THE INPUT →
---*---
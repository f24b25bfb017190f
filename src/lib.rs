// Core layer - shared types, configuration, and errors
pub mod core;

// Features layer - events, reminders, sessions
pub mod features;

// Infrastructure
pub mod database;

// Application layer
pub mod command_handler;
pub mod commands;
pub mod components;

// Re-export core config for convenient access
pub use self::core::Config;

// Re-export the database handle and row types
pub use database::{Database, EventPatch, EventRecord};

// Re-export feature items
pub use features::{
    // Events
    EventService, NewEvent,
    // Reminders
    DiscordNotifier, Notifier, ReminderMessage, ReminderScheduler,
    // Sessions
    SessionStore,
};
---*---
EXERCISE DIRECTIONS →
Give an exact copy of every line from the one holding "pub mod components;" through the end of the records, both included, and no other lines.

FINISHED TASK →
pub mod components;

// Re-export core config for convenient access
pub use self::core::Config;

// Re-export the database handle and row types
pub use database::{Database, EventPatch, EventRecord};

// Re-export feature items
pub use features::{
    // Events
    EventService, NewEvent,
    // Reminders
    DiscordNotifier, Notifier, ReminderMessage, ReminderScheduler,
    // Sessions
    SessionStore,
};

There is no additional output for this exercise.